Start of Block

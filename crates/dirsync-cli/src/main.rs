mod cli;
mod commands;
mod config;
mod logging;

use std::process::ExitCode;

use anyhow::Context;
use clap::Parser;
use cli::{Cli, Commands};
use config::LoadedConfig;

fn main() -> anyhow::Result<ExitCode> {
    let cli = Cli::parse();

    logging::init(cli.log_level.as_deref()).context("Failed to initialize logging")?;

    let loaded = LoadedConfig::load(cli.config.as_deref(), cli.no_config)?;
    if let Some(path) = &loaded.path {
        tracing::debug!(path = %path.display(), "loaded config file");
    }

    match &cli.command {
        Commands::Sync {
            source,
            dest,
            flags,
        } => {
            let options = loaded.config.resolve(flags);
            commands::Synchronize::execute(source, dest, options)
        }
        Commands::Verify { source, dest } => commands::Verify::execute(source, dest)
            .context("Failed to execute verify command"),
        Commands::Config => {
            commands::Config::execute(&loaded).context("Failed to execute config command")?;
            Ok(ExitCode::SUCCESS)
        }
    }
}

End of Block
Start of Block

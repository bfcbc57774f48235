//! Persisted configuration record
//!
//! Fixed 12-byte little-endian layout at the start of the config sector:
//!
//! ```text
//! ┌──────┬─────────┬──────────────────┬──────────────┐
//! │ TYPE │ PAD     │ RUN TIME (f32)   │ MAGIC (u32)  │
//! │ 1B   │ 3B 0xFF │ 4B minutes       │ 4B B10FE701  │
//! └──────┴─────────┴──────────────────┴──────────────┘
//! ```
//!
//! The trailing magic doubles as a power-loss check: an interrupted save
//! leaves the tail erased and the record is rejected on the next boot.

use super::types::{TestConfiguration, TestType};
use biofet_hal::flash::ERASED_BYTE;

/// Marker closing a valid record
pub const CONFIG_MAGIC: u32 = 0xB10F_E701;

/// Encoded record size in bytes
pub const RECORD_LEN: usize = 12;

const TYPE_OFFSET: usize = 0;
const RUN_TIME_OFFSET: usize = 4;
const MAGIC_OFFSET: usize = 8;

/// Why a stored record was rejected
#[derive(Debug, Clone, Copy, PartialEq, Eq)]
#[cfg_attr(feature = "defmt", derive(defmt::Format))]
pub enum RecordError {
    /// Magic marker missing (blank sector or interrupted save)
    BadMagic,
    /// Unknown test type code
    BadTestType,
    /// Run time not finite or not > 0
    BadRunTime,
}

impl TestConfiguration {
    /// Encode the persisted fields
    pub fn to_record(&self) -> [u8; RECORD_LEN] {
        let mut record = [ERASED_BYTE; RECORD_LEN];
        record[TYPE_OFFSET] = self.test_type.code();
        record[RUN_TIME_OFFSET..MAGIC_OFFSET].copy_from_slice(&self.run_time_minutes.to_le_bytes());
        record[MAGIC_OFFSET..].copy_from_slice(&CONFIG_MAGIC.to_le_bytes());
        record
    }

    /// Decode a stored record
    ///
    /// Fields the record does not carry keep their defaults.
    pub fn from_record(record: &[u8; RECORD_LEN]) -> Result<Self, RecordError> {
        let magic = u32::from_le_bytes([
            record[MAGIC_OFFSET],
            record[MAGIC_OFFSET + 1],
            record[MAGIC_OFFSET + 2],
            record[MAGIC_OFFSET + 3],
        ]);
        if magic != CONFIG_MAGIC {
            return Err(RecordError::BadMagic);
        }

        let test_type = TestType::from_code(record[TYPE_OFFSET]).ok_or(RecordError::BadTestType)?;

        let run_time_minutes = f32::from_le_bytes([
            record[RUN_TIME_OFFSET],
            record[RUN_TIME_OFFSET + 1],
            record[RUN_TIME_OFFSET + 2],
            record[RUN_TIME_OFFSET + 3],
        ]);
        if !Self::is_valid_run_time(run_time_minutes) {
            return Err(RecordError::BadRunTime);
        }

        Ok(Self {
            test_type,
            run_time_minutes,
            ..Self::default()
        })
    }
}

End of Block

PROBLEM TO WORK ON :: Give every line of the material that includes the string "interrupted".

EXERCISE RESPONSE ::
//! The trailing magic doubles as a power-loss check: an interrupted save
    /// Magic marker missing (blank sector or interrupted save)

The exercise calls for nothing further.